You see, the same day I was hired to cover weddings, my longtime boyfriend and I broke up. I was 30, heartbroken and suddenly obligated to spend all my time calling wedding planners and sitting down with googly-eyed couples at the height of their bliss. My life, it seemed, was a walking chick flick cliché.
But as I grieved and dated and moved on, I found that the couples and experts I was meeting on the job were becoming my personal relationship gurus. Each of them offered a particular insight that shaped my own approach to this mysterious thing called love. The wisdom they shared became the basis for my new book, The Real Thing: Lessons on Love and Life from a Wedding Reporter’s Notebook.

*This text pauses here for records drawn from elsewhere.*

//! Style runs and link targets.

use std::ops::Range;

use serde::{Deserialize, Serialize};

use super::attrs::{Attr, AttrSet};

/// URL scheme the source uses for links between notes.
pub const NOTE_LINK_SCHEME: &str = "applenotes:note/";

/// Where a link points.
#[derive(Debug, Clone, PartialEq, Eq, Hash, PartialOrd, Ord, Serialize, Deserialize)]
#[serde(tag = "kind", content = "target", rename_all = "kebab-case")]
pub enum LinkTarget {
    /// Another note, by source identifier.
    Note(String),
    /// Another note, by title (`[[Title]]` in the text).
    Title(String),
    /// Anything else, kept verbatim.
    Url(String),
}

impl LinkTarget {
    /// Classify a raw link string from a note body.
    ///
    /// ```
    /// use notepress::model::LinkTarget;
    ///
    /// assert_eq!(
    ///     LinkTarget::parse("applenotes:note/ABC-123?ownerIdentifier=x"),
    ///     LinkTarget::Note("ABC-123".to_string())
    /// );
    /// assert_eq!(
    ///     LinkTarget::parse("https://example.com"),
    ///     LinkTarget::Url("https://example.com".to_string())
    /// );
    /// ```
    pub fn parse(raw: &str) -> Self {
        let raw = raw.trim();
        if let Some(rest) = raw.strip_prefix(NOTE_LINK_SCHEME) {
            let path = rest.split(['?', '#']).next().unwrap_or_default();
            let id = path.rsplit('/').next().unwrap_or_default();
            if !id.is_empty() {
                return LinkTarget::Note(id.to_string());
            }
        }
        LinkTarget::Url(raw.to_string())
    }

    pub fn is_internal(&self) -> bool {
        !matches!(self, LinkTarget::Url(_))
    }
}

/// A formatting annotation over `[start, start + length)` of the decoded text.
///
/// Offsets are UTF-16 code units, the unit the source format counts in.
#[derive(Debug, Clone, PartialEq, Eq, Hash, Serialize, Deserialize)]
pub struct StyleRun {
    pub start: usize,
    pub length: usize,
    pub attrs: AttrSet,
    #[serde(default, skip_serializing_if = "Option::is_none")]
    pub link: Option<LinkTarget>,
}

impl StyleRun {
    pub fn new(start: usize, length: usize) -> Self {
        Self {
            start,
            length,
            attrs: AttrSet::EMPTY,
            link: None,
        }
    }

    pub fn with(mut self, attr: Attr) -> Self {
        self.attrs.insert(attr);
        self
    }

    pub fn with_attrs(mut self, attrs: AttrSet) -> Self {
        self.attrs = self.attrs.union(attrs);
        self
    }

    pub fn with_link(mut self, target: LinkTarget) -> Self {
        self.link = Some(target);
        self
    }

    #[inline]
    pub fn end(&self) -> usize {
        self.start.saturating_add(self.length)
    }

    #[inline]
    pub fn range(&self) -> Range<usize> {
        self.start..self.end()
    }

    /// Clamp the run to a text of `len` units.
    ///
    /// Returns `None` if nothing of the run remains inside the text.
    pub fn clamped(&self, len: usize) -> Option<StyleRun> {
        let start = self.start.min(len);
        let end = self.end().min(len);
        (end > start).then(|| StyleRun {
            start,
            length: end - start,
            attrs: self.attrs,
            link: self.link.clone(),
        })
    }

    /// Whether the run carries anything the inline renderer cares about.
    pub fn has_inline(&self) -> bool {
        !self.attrs.inline().is_empty() || self.link.is_some()
    }

    /// Inline code or a code block.
    pub fn is_code(&self) -> bool {
        self.attrs.contains(Attr::Monospace) || self.attrs.contains(Attr::CodeBlock)
    }
}

#[cfg(test)]
mod tests {
    use super::*;

    #[test]
    fn test_parse_note_link_variants() {
        assert_eq!(
            LinkTarget::parse("applenotes:note/5F2A?ownerIdentifier=_abc"),
            LinkTarget::Note("5F2A".into())
        );
        assert_eq!(
            LinkTarget::parse("applenotes:note/account/5F2A"),
            LinkTarget::Note("5F2A".into())
        );
        assert_eq!(
            LinkTarget::parse("applenotes:note/"),
            LinkTarget::Url("applenotes:note/".into())
        );
    }

    #[test]
    fn test_clamp_past_end() {
        let run = StyleRun::new(3, 10).with(Attr::Bold);
        let clamped = run.clamped(5).unwrap();
        assert_eq!(clamped.range(), 3..5);
        assert!(StyleRun::new(7, 2).clamped(5).is_none());
    }

    #[test]
    fn test_end_saturates() {
        let run = StyleRun::new(usize::MAX - 1, 10);
        assert_eq!(run.end(), usize::MAX);
    }
}
//! UTF-16 offset mapping.
//!
//! Runs count positions in UTF-16 code units while Rust strings are UTF-8.
//! [`Utf16Index`] precomputes the byte offset of every code unit so that
//! run boundaries can be turned into string slices in O(1).

use std::ops::Range;

#[derive(Debug, Clone)]
pub struct Utf16Index {
    /// `byte_at[u]` is the byte offset of UTF-16 unit `u`; one extra entry
    /// holds the text length. A unit in the middle of a surrogate pair maps
    /// to the start of its character.
    byte_at: Vec<usize>,
}

impl Utf16Index {
    pub fn new(text: &str) -> Self {
        let mut byte_at = Vec::with_capacity(text.len() + 1);
        for (offset, ch) in text.char_indices() {
            for _ in 0..ch.len_utf16() {
                byte_at.push(offset);
            }
        }
        byte_at.push(text.len());
        Self { byte_at }
    }

    /// Text length in UTF-16 code units.
    #[inline]
    pub fn len(&self) -> usize {
        self.byte_at.len() - 1
    }

    #[inline]
    pub fn is_empty(&self) -> bool {
        self.len() == 0
    }

    /// Byte offset of a unit position, clamped to the end of the text.
    #[inline]
    pub fn byte_offset(&self, unit: usize) -> usize {
        self.byte_at[unit.min(self.len())]
    }

    /// Slice `text` by a unit range. `text` must be the string this index was built from.
    pub fn slice<'t>(&self, text: &'t str, range: Range<usize>) -> &'t str {
        let start = self.byte_offset(range.start);
        let end = self.byte_offset(range.end).max(start);
        &text[start..end]
    }

    /// Unit position of the first code unit at or after byte offset `byte`.
    pub fn unit_at_byte(&self, byte: usize) -> usize {
        self.byte_at.partition_point(|&b| b < byte)
    }

    /// Unit ranges of each line, excluding the `\n` terminator.
    ///
    /// A text ending in `\n` yields a trailing empty line; an empty text yields one empty line.
    pub fn lines(&self, text: &str) -> Vec<Range<usize>> {
        let mut lines = Vec::new();
        let mut start = 0;
        for nl in memchr::memchr_iter(b'\n', text.as_bytes()) {
            let unit = self.unit_at_byte(nl);
            lines.push(start..unit);
            start = unit + 1;
        }
        lines.push(start..self.len());
        lines
    }
}

#[cfg(test)]
mod tests {
    use super::*;

    #[test]
    fn test_ascii_is_identity() {
        let idx = Utf16Index::new("hello");
        assert_eq!(idx.len(), 5);
        assert_eq!(idx.byte_offset(3), 3);
        assert_eq!(idx.slice("hello", 1..4), "ell");
    }

    #[test]
    fn test_astral_chars_take_two_units() {
        let text = "a😀b";
        let idx = Utf16Index::new(text);
        assert_eq!(idx.len(), 4);
        assert_eq!(idx.slice(text, 1..3), "😀");
        assert_eq!(idx.slice(text, 3..4), "b");
        // Half a surrogate pair snaps back to the character start.
        assert_eq!(idx.slice(text, 2..4), "😀b");
    }

    #[test]
    fn test_multibyte_bmp() {
        let text = "café";
        let idx = Utf16Index::new(text);
        assert_eq!(idx.len(), 4);
        assert_eq!(idx.slice(text, 3..4), "é");
        assert_eq!(idx.unit_at_byte(5), 4);
    }

    #[test]
    fn test_lines() {
        let text = "ab\n\ncd\n";
        let idx = Utf16Index::new(text);
        assert_eq!(idx.lines(text), vec![0..2, 3..3, 4..6, 7..7]);
        assert_eq!(Utf16Index::new("").lines(""), vec![0..0]);
    }

    #[test]
    fn test_clamps_out_of_range() {
        let idx = Utf16Index::new("abc");
        assert_eq!(idx.byte_offset(99), 3);
        assert_eq!(idx.slice("abc", 2..99), "c");
        assert_eq!(idx.slice("abc", 5..1), "");
    }
}
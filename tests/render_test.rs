//! Renderer properties over arbitrary text and runs.

use proptest::prelude::*;
use quick_xml::Reader;
use quick_xml::events::Event;

use notepress::model::{Attr, LinkTarget, StyleRun};
use notepress::render::{FootnoteStyle, NoLinks, StaticLinks, render};

/// Parse `fragment` as XML and fail on any unbalanced or mismatched tag.
fn assert_well_formed(fragment: &str) -> Result<(), String> {
    let doc = format!("<root>{fragment}</root>");
    let mut reader = Reader::from_str(&doc);
    let mut depth = 0usize;
    loop {
        match reader.read_event() {
            Ok(Event::Start(_)) => depth += 1,
            Ok(Event::End(_)) => depth -= 1,
            Ok(Event::Eof) => break,
            Ok(_) => {}
            Err(e) => return Err(format!("{e} in {doc:?}")),
        }
    }
    if depth == 0 {
        Ok(())
    } else {
        Err(format!("{depth} unclosed elements in {doc:?}"))
    }
}

fn arb_text() -> impl Strategy<Value = String> {
    let pieces = vec![
        "a", "bc", " ", "\n", "\n\n", "<", "&", "\"", "é", "😀", "\u{2028}", "[^1]", "[^1]: note", "[[T]]",
        "[[Missing]]", "¹", "x¹ y",
    ];
    prop::collection::vec(prop::sample::select(pieces), 0..24).prop_map(|v| v.concat())
}

fn arb_run(len: usize) -> impl Strategy<Value = StyleRun> {
    (0..=len + 4, 0..=len + 4, 0u16..(1 << 12), prop::option::of(0u8..4)).prop_map(|(a, b, bits, link)| {
        let mut run = StyleRun::new(a.min(b), a.abs_diff(b));
        for (i, attr) in Attr::ALL.into_iter().enumerate() {
            if bits & (1 << i) != 0 {
                run = run.with(attr);
            }
        }
        run.link = link.map(|n| match n {
            0 => LinkTarget::Url("https://example.com/?a=1&b=2".into()),
            1 => LinkTarget::Note("T-1".into()),
            2 => LinkTarget::Title("Missing".into()),
            _ => LinkTarget::Url("javascript:alert(1)".into()),
        });
        run
    })
}

fn arb_input() -> impl Strategy<Value = (String, Vec<StyleRun>)> {
    arb_text().prop_flat_map(|text| {
        let len = text.encode_utf16().count();
        (Just(text), prop::collection::vec(arb_run(len), 0..8))
    })
}

fn links() -> StaticLinks {
    StaticLinks::new().with("T-1", "T", "/t.html")
}

proptest! {
    #[test]
    fn prop_output_is_well_formed((text, runs) in arb_input()) {
        let out = render(&text, &runs, &links(), &FootnoteStyle::for_slug("p"));
        prop_assert!(assert_well_formed(&out.html()).is_ok(), "{:?}", assert_well_formed(&out.html()));
    }

    #[test]
    fn prop_idempotent((text, runs) in arb_input()) {
        let style = FootnoteStyle::default();
        let first = render(&text, &runs, &links(), &style);
        let second = render(&text, &runs, &links(), &style);
        prop_assert_eq!(first, second);
    }

    #[test]
    fn prop_run_order_does_not_matter((text, mut runs) in arb_input()) {
        let style = FootnoteStyle::default();
        let forward = render(&text, &runs, &links(), &style);
        runs.reverse();
        let backward = render(&text, &runs, &links(), &style);
        prop_assert_eq!(forward.html(), backward.html());
    }

    #[test]
    fn prop_unsafe_urls_never_linked((text, runs) in arb_input()) {
        let out = render(&text, &runs, &NoLinks, &FootnoteStyle::default());
        prop_assert!(!out.html().contains("javascript:"));
    }
}

#[test]
fn test_hello_world() {
    let runs = [StyleRun::new(0, 5).with(Attr::Bold)];
    let out = render("Hello World", &runs, &NoLinks, &FootnoteStyle::default());
    assert_eq!(out.html(), "<p><strong>Hello</strong> World</p>");
}

#[test]
fn test_nesting_is_canonical() {
    let all_inline = [Attr::Superscript, Attr::Underline, Attr::Strikethrough, Attr::Monospace, Attr::Italic, Attr::Bold];
    let mut run = StyleRun::new(0, 1).with_link(LinkTarget::Url("https://x.test".into()));
    for attr in all_inline {
        run = run.with(attr);
    }
    let out = render("x", &[run], &NoLinks, &FootnoteStyle::default());
    assert_eq!(
        out.body,
        "<p><a href=\"https://x.test\"><strong><em><code><s><u><sup>x</sup></u></s></code></em></strong></a></p>"
    );
}

#[test]
fn test_unresolved_internal_link_is_text() {
    let runs = [StyleRun::new(4, 7).with_link(LinkTarget::Note("GONE".into()))];
    let out = render("see nowhere!", &runs, &NoLinks, &FootnoteStyle::default());
    assert_eq!(out.body, "<p>see nowhere!</p>");
}

#[test]
fn test_utf16_offsets_across_astral_characters() {
    // "😀" is two UTF-16 units, so "ok" starts at unit 3.
    let runs = [StyleRun::new(3, 2).with(Attr::Italic)];
    let out = render("😀 ok", &runs, &NoLinks, &FootnoteStyle::default());
    assert_eq!(out.body, "<p>😀 <em>ok</em></p>");
}

#[test]
fn test_mixed_blocks() {
    let text = "Title\nOne\nTwo\nQuoted\nEnd";
    let runs = [
        StyleRun::new(0, 5).with(Attr::Heading1),
        StyleRun::new(6, 7).with(Attr::BulletListItem),
        StyleRun::new(14, 6).with(Attr::BlockQuote),
    ];
    let out = render(text, &runs, &NoLinks, &FootnoteStyle::default());
    assert_eq!(
        out.body,
        "<h1>Title</h1>\n<ul>\n<li>One</li>\n<li>Two</li>\n</ul>\n<blockquote>\n<p>Quoted</p>\n</blockquote>\n<p>End</p>"
    );
}
//! Site settings and URL formatting.

use super::output::PAGE_EXTENSION;

/// Turns slugs into links.
pub trait UrlFormatter: Send + Sync {
    /// Site-relative path of a note page.
    fn path(&self, slug: &str) -> String;

    /// Absolute URL of a note page.
    fn absolute(&self, slug: &str) -> String;
}

/// Site-wide values shown in pages and the feed.
#[derive(Debug, Clone, PartialEq, Eq)]
pub struct Site {
    pub title: String,
    /// Base URL without a trailing slash.
    pub url: String,
    pub description: String,
}

impl Site {
    pub fn new(title: impl Into<String>, url: &str, description: impl Into<String>) -> Self {
        Self {
            title: title.into(),
            url: url.trim_end_matches('/').to_string(),
            description: description.into(),
        }
    }
}

impl Default for Site {
    fn default() -> Self {
        Site::new("My Blog", "https://example.com", "Notes from the field")
    }
}

impl UrlFormatter for Site {
    fn path(&self, slug: &str) -> String {
        format!("/{slug}.{PAGE_EXTENSION}")
    }

    fn absolute(&self, slug: &str) -> String {
        format!("{}{}", self.url, self.path(slug))
    }
}
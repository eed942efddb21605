//! Link resolution.

use std::collections::BTreeMap;

/// Maps internal link targets to hrefs.
///
/// Returning `None` means the target is unknown; the renderer then emits the
/// link text without an anchor.
pub trait LinkResolver {
    /// Resolve a note identifier (as found in an `applenotes:note/` URL).
    fn resolve_note(&self, id: &str) -> Option<String>;

    /// Resolve a note title (as written in `[[Title]]`).
    fn resolve_title(&self, title: &str) -> Option<String>;
}

/// Resolver that knows no notes.
#[derive(Debug, Clone, Copy, Default)]
pub struct NoLinks;

impl LinkResolver for NoLinks {
    fn resolve_note(&self, _id: &str) -> Option<String> {
        None
    }

    fn resolve_title(&self, _title: &str) -> Option<String> {
        None
    }
}

/// Lookup tables from identifier and title to href.
///
/// Identifiers match case-insensitively. Titles match exactly, then
/// case-insensitively; when several notes share a title the first one
/// inserted wins.
#[derive(Debug, Clone, Default)]
pub struct StaticLinks {
    by_id: BTreeMap<String, String>,
    by_title: BTreeMap<String, String>,
    by_folded_title: BTreeMap<String, String>,
}

impl StaticLinks {
    pub fn new() -> Self {
        Self::default()
    }

    pub fn insert(&mut self, id: &str, title: &str, href: impl Into<String>) {
        let href = href.into();
        self.by_id.insert(id.to_lowercase(), href.clone());
        let title = title.trim();
        if !title.is_empty() {
            self.by_title
                .entry(title.to_string())
                .or_insert_with(|| href.clone());
            self.by_folded_title.entry(title.to_lowercase()).or_insert(href);
        }
    }

    pub fn with(mut self, id: &str, title: &str, href: impl Into<String>) -> Self {
        self.insert(id, title, href);
        self
    }

    pub fn len(&self) -> usize {
        self.by_id.len()
    }

    pub fn is_empty(&self) -> bool {
        self.by_id.is_empty()
    }
}

impl LinkResolver for StaticLinks {
    fn resolve_note(&self, id: &str) -> Option<String> {
        self.by_id.get(&id.to_lowercase()).cloned()
    }

    fn resolve_title(&self, title: &str) -> Option<String> {
        let title = title.trim();
        self.by_title
            .get(title)
            .or_else(|| self.by_folded_title.get(&title.to_lowercase()))
            .cloned()
    }
}

/// URL schemes that must never become an `href`.
const UNSAFE_SCHEMES: [&str; 3] = ["javascript:", "data:", "vbscript:"];

/// Whether an external URL may be emitted as an anchor.
pub fn is_safe_url(url: &str) -> bool {
    let trimmed: String = url
        .trim()
        .chars()
        .filter(|c| !c.is_ascii_whitespace() && !c.is_control())
        .take(16)
        .collect::<String>()
        .to_ascii_lowercase();
    !trimmed.is_empty() && !UNSAFE_SCHEMES.iter().any(|s| trimmed.starts_with(s))
}
//! Field dictionary for note bodies.
//!
//! Reverse-engineered; no published schema exists. Anything not listed here
//! is skipped by the decoder.

/// `NoteStoreProto.document`
pub const ROOT_DOCUMENT: u32 = 2;
/// `Document.note`
pub const DOCUMENT_NOTE: u32 = 3;

/// `Note.note_text`, the plain text body
pub const NOTE_TEXT: u32 = 2;
/// `Note.attribute_run`, repeated
pub const NOTE_ATTRIBUTE_RUN: u32 = 5;

/// Run length in UTF-16 units. Runs are laid end to end, so offsets are implicit.
pub const RUN_LENGTH: u32 = 1;
pub const RUN_PARAGRAPH_STYLE: u32 = 2;
pub const RUN_FONT_WEIGHT: u32 = 5;
pub const RUN_UNDERLINE: u32 = 6;
pub const RUN_STRIKETHROUGH: u32 = 7;
/// Positive is superscript, negative is subscript.
pub const RUN_SUPERSCRIPT: u32 = 8;
pub const RUN_LINK: u32 = 9;

pub const PARAGRAPH_STYLE_TYPE: u32 = 1;
pub const PARAGRAPH_BLOCKQUOTE: u32 = 8;

/// `ParagraphStyle.style_type` values.
pub mod style_type {
    pub const TITLE: u64 = 0;
    pub const HEADING: u64 = 1;
    pub const SUBHEADING: u64 = 2;
    pub const MONOSPACED: u64 = 4;
    pub const DOTTED_LIST: u64 = 100;
    pub const DASHED_LIST: u64 = 101;
    pub const NUMBERED_LIST: u64 = 102;
    pub const CHECKBOX: u64 = 103;
}

/// `AttributeRun.font_weight` values.
pub mod font_weight {
    pub const BOLD: u64 = 1;
    pub const ITALIC: u64 = 2;
    pub const BOLD_ITALIC: u64 = 3;
}
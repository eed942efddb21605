//! Page templates with `{{key}}` placeholders.

use std::collections::BTreeMap;
use std::fs;
use std::io;
use std::path::Path;

use memchr::memmem;
use sha2::{Digest, Sha256};

use crate::error::{Error, Result};

/// Variables for one template expansion.
pub type Vars<'a> = BTreeMap<&'a str, String>;

#[derive(Debug, Clone, Copy, PartialEq, Eq, PartialOrd, Ord, Hash)]
pub enum TemplateKind {
    Article,
    ArticleSnippet,
    Index,
    Feed,
}

impl TemplateKind {
    pub const ALL: [TemplateKind; 4] = [
        TemplateKind::Article,
        TemplateKind::ArticleSnippet,
        TemplateKind::Index,
        TemplateKind::Feed,
    ];

    pub fn file_name(self) -> &'static str {
        match self {
            TemplateKind::Article => "article.html",
            TemplateKind::ArticleSnippet => "article-snippet.html",
            TemplateKind::Index => "index.html",
            TemplateKind::Feed => "feed.xml",
        }
    }
}

/// Template expansion used by the publisher.
///
/// Values are inserted verbatim; callers escape user text beforehand.
pub trait Templates: Send + Sync {
    fn render(&self, kind: TemplateKind, vars: &Vars<'_>) -> String;

    /// Changes whenever any template's output could change.
    fn fingerprint(&self) -> String;
}

/// The four templates, loaded from a directory.
#[derive(Debug, Clone, PartialEq, Eq)]
pub struct TemplateSet {
    sources: BTreeMap<TemplateKind, String>,
}

impl TemplateSet {
    /// Load every template, failing on the first one missing.
    pub fn load(dir: &Path) -> Result<Self> {
        let mut sources = BTreeMap::new();
        for kind in TemplateKind::ALL {
            let path = dir.join(kind.file_name());
            let source = match fs::read_to_string(&path) {
                Ok(s) => s,
                Err(e) if e.kind() == io::ErrorKind::NotFound => {
                    return Err(Error::MissingTemplate(path));
                }
                Err(e) => return Err(e.into()),
            };
            sources.insert(kind, source);
        }
        Ok(Self { sources })
    }

    /// Build from in-memory sources, in [`TemplateKind::ALL`] order.
    pub fn from_sources(sources: [&str; 4]) -> Self {
        Self {
            sources: TemplateKind::ALL
                .into_iter()
                .zip(sources)
                .map(|(kind, s)| (kind, s.to_string()))
                .collect(),
        }
    }

    pub fn source(&self, kind: TemplateKind) -> &str {
        self.sources.get(&kind).map_or("", String::as_str)
    }
}

impl Templates for TemplateSet {
    fn render(&self, kind: TemplateKind, vars: &Vars<'_>) -> String {
        substitute(self.source(kind), vars)
    }

    fn fingerprint(&self) -> String {
        let mut hasher = Sha256::new();
        for (kind, source) in &self.sources {
            hasher.update(kind.file_name().as_bytes());
            hasher.update((source.len() as u64).to_le_bytes());
            hasher.update(source.as_bytes());
        }
        hex::encode(hasher.finalize())
    }
}

/// Replace every `{{key}}` whose key is in `vars`.
///
/// Single pass: inserted values are never scanned again. Unknown
/// placeholders are left as written.
pub fn substitute(template: &str, vars: &Vars<'_>) -> String {
    let mut out = String::with_capacity(template.len());
    let mut rest = template;
    while let Some(open) = memmem::find(rest.as_bytes(), b"{{") {
        let after = &rest[open + 2..];
        let Some(close) = memmem::find(after.as_bytes(), b"}}") else {
            break;
        };
        out.push_str(&rest[..open]);
        match vars.get(&after[..close]) {
            Some(value) => out.push_str(value),
            None => out.push_str(&rest[open..open + 2 + close + 2]),
        }
        rest = &after[close + 2..];
    }
    out.push_str(rest);
    out
}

And nothing I learned on the weddings beat was more crucial than how to recognize the Real Thing in my own life when he finally did come along. Here’s how you’ll know:
I couldn’t believe how often the couples I interviewed used one word to describe how they felt with the person they were choosing to marry. The word wasn’t “passion” or “chemistry” or even “trust.” It was comfortable. “I just felt so comfortable around him.” “She always made me feel really comfortable.” Sometimes they’d backtrack, saying that “sounds too much like settling,” but they meant comfortable in the highest sense of the word. From the start they were at ease, like there was something natural and familiar in the dynamic between them. Sparks and lightning strikes might work for the movies, but in real life it’s comfort that counts.
It’s good in real life, not just on paper
When a Jewish woman named Leigh—who always assumed she’d marry a Jewish guy—fell for an Indian man, I asked if that gave her pause. She said that it didn’t because a friend had once warned her that the right one “will never come in the package you’re expecting.” Another woman always said she had a single requirement for her future husband— “That he be able to reach the high things on the shelf.” And then she wound up meeting and marrying a shorter person, who barely comes up to her shoulders. “That’s how I know I really love him,” she told me. “Because I don’t care.” Again and again, people described their lists of superficial expectations flying out the window when they finally found the person they wanted to be with forever.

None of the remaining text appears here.